I asked Solomon if he had to start resorting to a black market like they do in
Communist countries. Solomon says, “I grew up in a multicultural home in some very poor neighborhoods. My parents taught me the value of hard work, discipline and education. They also taught me how to buy, sell and trade to stay alive. While not involved in “black marketing”, I must use all my wits in this horrible economy being perpetrated by the Leftists. I try to legally avoid letting the government interfere with my life and take my money in every way possible.
“It is virtually impossible to keep up with regulations. Frankly we need a Constitutional Amendment to keep laws down to one sentence in plain English with no added crap. We should also have line item veto power. “It is a travesty that our so called “representatives” would pass the nearly 3,000 pages of ObamaCare without reading it and discussing it line by line—you would be shocked at some of the crap this bunch of socialists and vote buying scum worked in to the provisions during the middle of the night.”

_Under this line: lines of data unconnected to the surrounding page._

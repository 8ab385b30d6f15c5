//! Atomic JSON persistence for run artifacts.
//!
//! Settings records and run overviews are written tmp-then-rename so a
//! crashed or cancelled run never leaves a truncated JSON file behind.

use std::ffi::OsString;
use std::io;
use std::path::Path;

/// Serialize `data` as pretty-printed JSON and write it atomically.
///
/// The payload lands in a `.tmp` sibling first and is renamed into place.
/// Missing parent directories are created.
pub fn atomic_write_json<T: serde::Serialize>(path: &Path, data: &T) -> io::Result<()> {
    let json = serde_json::to_vec_pretty(data).map_err(io::Error::other)?;
    atomic_write(path, &json)
}

/// Write raw bytes atomically via a `.tmp` sibling.
pub fn atomic_write(path: &Path, data: &[u8]) -> io::Result<()> {
    if let Some(parent) = path.parent() {
        std::fs::create_dir_all(parent)?;
    }
    let mut tmp_name = path.as_os_str().to_os_string();
    tmp_name.push(OsString::from(".tmp"));
    let tmp = std::path::PathBuf::from(tmp_name);
    std::fs::write(&tmp, data)?;
    std::fs::rename(&tmp, path)
}

/// Read and deserialize a JSON file, `None` when it does not exist.
pub fn read_json<T: serde::de::DeserializeOwned>(path: &Path) -> io::Result<Option<T>> {
    if !path.exists() {
        return Ok(None);
    }
    let content = std::fs::read_to_string(path)?;
    let value = serde_json::from_str(&content)
        .map_err(|e| io::Error::new(io::ErrorKind::InvalidData, e))?;
    Ok(Some(value))
}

“I have respect for the concept of Rule of Law. However, the recent vote
buying and giving out exemptions to campaign contributors coupled with
the total lack of either accountability or accomplishment by our sorry
ass government bureaucracy has led me to lose all respect for our
current set of socialist inspired, overbearing, intrusive laws.”
Rasheeal Dixon, author of “How to overcome fear, and start living fearless” said, “I would first like to say that in today’s world it’s virtually impossible to truly be a law abiding citizen. On many different levels whether willingly, or unwillingly we all break some law, or ordinance, or some rule. When people go out on a Friday, or Saturday night with their friends; then get drunk and walk in the streets drunk, some would say that they’re breaking the law by being drunk in public. The funny thing about drinking alcoholic beverages in public is that it’s based on where in public you’re drinking that makes it alright.”
“Here is an example of what I mean, if someone drinks a beer at a sports game like a baseball game, or a football game it’s alright to drink in public there; but if someone bought the same beer and walked down the street drinking it then they would probably get arrested, or receive a summons. Another thing is I think that everyone has ran a red light before, so I think to find someone that never did that would probably be impossible, and running the red light is also considered against the law.
“Another problem that I realize most people are guilty of is talking on their cellphone and driving at the same time. No matter how many laws are made to stop people from doing this; it seems almost like people just can’t stop talking on their cellphone while driving.”
“Everyone breaks a law it might be something small like parking in a zone that
said no parking, but they do it anyway hoping that they won’t receive a ticket or get towed because they might just be making a quick stop. Now if we’re talking about serious crimes like murder or robbery, I wouldn’t say everyone do that because that’s something that’s absolutely out of the norm for the average person.”
“In my new book “How to overcome fear, and start living fearless” I talk about this issue a little. In one chapter in the book I talk about how I had a friend that allowed another person to trick him into breaking the law, and throwing his life away. My former friend got tricked because he fell for the lies, and everything that this other person told him. He thought that he had a brotherhood with this other person, but really he had nothing at all. This person tricked my former friend, and my former friend would do anything to prove his loyalty to this person. Now my former friend is sitting in prison wishing that he didn’t ruin his life.”